Life in Boytown

by Stacey

I live in Boytown. One husband, two sons, and three male cats. My husband, being the biggest and oldest kid among them, loves sports. The kids follow suit and the cats couldn’t care less. Mostly I don’t mind the sports thing. I grew up with a brother and a dad who love sports too, so I’m used to weekend games on the television. I can easily jump into the excitement of a really good match.

But now that football season is here, I’m not so sure. Watching my son watch these grown men hit, push, and shove each other makes me wonder if the lessons we’re trying to teach him about gentleness among friends will be overridden by the sight of burly tough guys beating the crap out of each other. And the fans are cheering! Grown-ups no less!

Now in the wake of this summer’s headline grabbing news about Atlanta Falcons quarterback Michael Vick and his involvement in dogfighting, I’m realizing there’s an even bigger problem. For those of you who missed it, Vick was arrested and pleaded guilty to federal dogfighting conspiracy charges. Not only is he awaiting sentencing in December, the National Football League has suspended his career indefinitely.
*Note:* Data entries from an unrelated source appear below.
use std::collections::{BTreeMap, HashSet};
use std::hash::Hash;

use bigdecimal::BigDecimal;
use chrono::NaiveDate;

use crate::{
    helpers::format_usd,
    model::{DailyTvl, TvlAggregates},
    types::{TvlChartResponse, TvlPoint},
};

/// Removes duplicates while keeping the first occurrence of each item.
pub fn unique_in_order<T, I>(items: I) -> Vec<T>
where
    T: Eq + Hash + Clone,
    I: IntoIterator<Item = T>,
{
    let mut seen = HashSet::new();
    items
        .into_iter()
        .filter(|item| seen.insert(item.clone()))
        .collect()
}

/// Calendar dates present in either sequence, lending first.
pub fn unique_dates(lending: &[TvlPoint], vault: &[TvlPoint]) -> Vec<NaiveDate> {
    unique_in_order(lending.iter().chain(vault.iter()).map(TvlPoint::date))
}

pub fn unique_symbols(points: &[TvlPoint]) -> Vec<String> {
    unique_in_order(points.iter().map(|point| point.symbol.to_owned()))
}

/// Sum of every lending and vault sample per calendar date, oldest first.
pub fn daily_totals(lending: &[TvlPoint], vault: &[TvlPoint]) -> Vec<DailyTvl> {
    let mut totals: BTreeMap<NaiveDate, BigDecimal> = BTreeMap::new();

    for point in lending.iter().chain(vault.iter()) {
        let total = totals.entry(point.date()).or_default();
        *total += &point.tvl;
    }

    totals
        .into_iter()
        .map(|(date, tvl)| DailyTvl { date, tvl })
        .collect()
}

pub fn total_for_date(
    lending: &[TvlPoint],
    vault: &[TvlPoint],
    date: NaiveDate,
) -> BigDecimal {
    lending
        .iter()
        .chain(vault.iter())
        .filter(|point| point.date() == date)
        .fold(BigDecimal::from(0), |total, point| total + &point.tvl)
}

/// Derives everything the dashboard shows from one TVL response.
pub fn aggregate(response: &TvlChartResponse) -> TvlAggregates {
    let lending = response.lending.as_slice();
    let vault = response.vault.as_slice();

    let dates = unique_dates(lending, vault);
    let latest_date = dates.iter().max().copied();

    let total_tvl = match latest_date {
        Some(date) => total_for_date(lending, vault, date),
        None => BigDecimal::from(0),
    };
    let total_tvl_formatted = format_usd(&total_tvl);

    TvlAggregates {
        dates,
        lending_symbols: unique_symbols(lending),
        vault_symbols: unique_symbols(vault),
        daily_totals: daily_totals(lending, vault),
        latest_date,
        total_tvl,
        total_tvl_formatted,
    }
}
No doubt, animal abuse is a horrible thing and Vick’s punishment is deserved. But Sandra Kobrin points out in a column for Women’s Enews, that many more professional athletes have committed spousal abuse, a fact that has not generated the equivalent outrage. According to Kobrin, “Beat a woman? Play on. Beat a dog? You’re gone.” Oh brother.
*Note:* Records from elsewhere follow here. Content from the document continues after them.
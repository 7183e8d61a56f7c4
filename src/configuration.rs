use std::{env, fs, io::ErrorKind, ops::Deref, sync::Arc, time::Duration};

use crate::error::Error;

pub const DEFAULT_CACHE_TTL_SECS: u64 = 120;
pub const DEFAULT_TIMEOUT_SECS: u64 = 30;
pub const DEFAULT_RANGE_DAYS: i64 = 14;
pub const DEFAULT_RANGE_DEBOUNCE_MS: u64 = 300;

#[derive(Debug)]
pub struct AppState<T>(Arc<T>);

impl<T> AppState<T> {
    pub fn new(state: T) -> AppState<T> {
        AppState(Arc::new(state))
    }
}

impl<T> Clone for AppState<T> {
    fn clone(&self) -> AppState<T> {
        AppState(Arc::clone(&self.0))
    }
}

impl<T> Deref for AppState<T> {
    type Target = Arc<T>;

    fn deref(&self) -> &Arc<T> {
        &self.0
    }
}

#[derive(Debug, Clone)]
pub struct Config {
    pub base_url: String,
    pub environment: String,
    pub cache_ttl: Duration,
    pub timeout: u64,
    pub default_range_days: i64,
    pub range_debounce: Duration,
    pub user_subgraph_urls: Vec<String>,
}

impl Config {
    /// Builds a config pointing at `base_url` with every other field at its
    /// default.
    pub fn with_base_url(base_url: &str) -> Config {
        Config {
            base_url: base_url.trim_end_matches('/').to_owned(),
            environment: String::from("development"),
            cache_ttl: Duration::from_secs(DEFAULT_CACHE_TTL_SECS),
            timeout: DEFAULT_TIMEOUT_SECS,
            default_range_days: DEFAULT_RANGE_DAYS,
            range_debounce: Duration::from_millis(DEFAULT_RANGE_DEBOUNCE_MS),
            user_subgraph_urls: vec![],
        }
    }

    pub fn get_url(&self, path: &str) -> String {
        format!("{}/{}", self.base_url, path)
    }

    pub fn is_production(&self) -> bool {
        self.environment == "production"
    }
}

pub fn get_configuration() -> Result<Config, Error> {
    let base_url = var_with_fallback("BASE_URL", "VITE_BASE_URL")?
        .ok_or_else(|| {
            Error::ConfigurationError(String::from("BASE_URL is not set"))
        })?;
    let environment = var_with_fallback("ENVIRONMENT", "VITE_ENVIRONMENT")?
        .unwrap_or_else(|| String::from("development"));

    let cache_ttl_secs: u64 =
        parse_or_default("CACHE_TTL_SECS", DEFAULT_CACHE_TTL_SECS)?;
    let timeout = parse_or_default("TIMEOUT", DEFAULT_TIMEOUT_SECS)?;
    let default_range_days =
        parse_or_default("DEFAULT_RANGE_DAYS", DEFAULT_RANGE_DAYS)?;
    let range_debounce_ms =
        parse_or_default("RANGE_DEBOUNCE_MS", DEFAULT_RANGE_DEBOUNCE_MS)?;

    let user_subgraph_urls = match optional_var("USER_SUBGRAPH_URLS")? {
        Some(urls) => parse_list(&urls),
        None => vec![],
    };

    if default_range_days < 0 {
        return Err(Error::ConfigurationError(format!(
            "DEFAULT_RANGE_DAYS must not be negative, got {}",
            default_range_days
        )));
    }

    let config = Config {
        base_url: base_url.trim_end_matches('/').to_owned(),
        environment,
        cache_ttl: Duration::from_secs(cache_ttl_secs),
        timeout,
        default_range_days,
        range_debounce: Duration::from_millis(range_debounce_ms),
        user_subgraph_urls,
    };

    Ok(config)
}

/// Loads `.env` from the working directory into the process environment.
/// A missing file is not an error; variables already set win.
pub fn set_configuration() -> Result<(), Error> {
    let config_file: &str = ".env";

    match fs::read_to_string(config_file) {
        Ok(config_string) => {
            parse_config_string(config_string);
            Ok(())
        },
        Err(e) if e.kind() == ErrorKind::NotFound => Ok(()),
        Err(e) => Err(Error::Io(e)),
    }
}

fn parse_config_string(config: String) {
    for (key, value) in parse_env_lines(&config) {
        if env::var_os(&key).is_none() {
            env::set_var(key, value);
        }
    }
}

fn parse_env_lines(config: &str) -> Vec<(String, String)> {
    config
        .lines()
        .map(str::trim)
        .filter(|line| !line.is_empty() && !line.starts_with('#'))
        .filter_map(|line| {
            let (key, value) = line.split_at(line.find('=')?);
            let value = value[1..].trim().trim_matches('"');
            Some((key.trim().to_owned(), value.to_owned()))
        })
        .collect()
}

fn parse_list(value: &str) -> Vec<String> {
    value
        .split(',')
        .map(|item| item.trim().to_owned())
        .filter(|item| !item.is_empty())
        .collect()
}

fn optional_var(key: &str) -> Result<Option<String>, Error> {
    match env::var(key) {
        Ok(value) if value.trim().is_empty() => Ok(None),
        Ok(value) => Ok(Some(value)),
        Err(env::VarError::NotPresent) => Ok(None),
        Err(e) => Err(Error::VAR(e)),
    }
}

fn var_with_fallback(
    key: &str,
    fallback: &str,
) -> Result<Option<String>, Error> {
    match optional_var(key)? {
        Some(value) => Ok(Some(value)),
        None => optional_var(fallback),
    }
}

fn parse_or_default<T>(key: &str, default: T) -> Result<T, Error>
where
    T: std::str::FromStr<Err = std::num::ParseIntError>,
{
    match optional_var(key)? {
        Some(value) => Ok(value.trim().parse()?),
        None => Ok(default),
    }
}

#[cfg(test)]
mod tests {
    use super::*;

    #[test]
    fn test_parse_env_lines() {
        let config = "\
# comment
BASE_URL=https://api.example.com/
ENVIRONMENT=\"staging\"

USER_SUBGRAPH_URLS=https://a.example/graphql,https://b.example/graphql
BROKEN_LINE
";
        let pairs = parse_env_lines(config);
        assert_eq!(
            pairs,
            vec![
                (
                    String::from("BASE_URL"),
                    String::from("https://api.example.com/")
                ),
                (String::from("ENVIRONMENT"), String::from("staging")),
                (
                    String::from("USER_SUBGRAPH_URLS"),
                    String::from(
                        "https://a.example/graphql,https://b.example/graphql"
                    )
                ),
            ]
        );
    }

    #[test]
    fn test_parse_list_skips_blanks() {
        assert_eq!(
            parse_list(" a , ,b,"),
            vec![String::from("a"), String::from("b")]
        );
        assert!(parse_list("").is_empty());
    }

    #[test]
    fn test_with_base_url_trims_trailing_slash() {
        let config = Config::with_base_url("https://api.example.com/");
        assert_eq!(
            config.get_url("dashboard/tvl"),
            "https://api.example.com/dashboard/tvl"
        );
        assert_eq!(config.cache_ttl, Duration::from_secs(120));
        assert!(!config.is_production());
    }
}
pub use self::{
    graphql::{GraphQLError, GraphQLRequest, GraphQLResponse, User, UsersData},
    tvl_chart_response::{TvlChartResponse, TvlPoint},
};

mod graphql;
mod tvl_chart_response;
According to Gene Upshaw, executive director of the NFL’s Player Association, “the practice of dog-fighting is offensive and completely unacceptable.”

I just wish the NFL had the same outrage toward spousal abuse and other forms of domestic violence. But they don’t. Not by a long shot.

Scores of NFL players as well as players from the National Basketball Association and Major League Baseball have been convicted of domestic abuse, yet they play on with no fear of losing their careers. Most pay small fines, if that, and are back on the field immediately.

Partly this can be explained by the fact that animal rights groups went ballistic over the dogfighting scandal. Kobrin notes that well-funded organizations such as People for the Ethical Treatment of Animals have demanded a boycott of companies that continue to sponsor Vick and they are bombarding the NFL with letters demanding a no-tolerance policy when it comes to cruelty to animals by football players. Vick has already lost most of his sponsorship deals worth millions of dollars.

Apparently women’s advocacy groups haven’t mustered their strength in the same way and players in the NFL who have been convicted of spousal abuse or domestic violence have not received suspensions from play. Disappointingly, Major League Baseball and the National Basketball Association aren’t any better, Kobrin says.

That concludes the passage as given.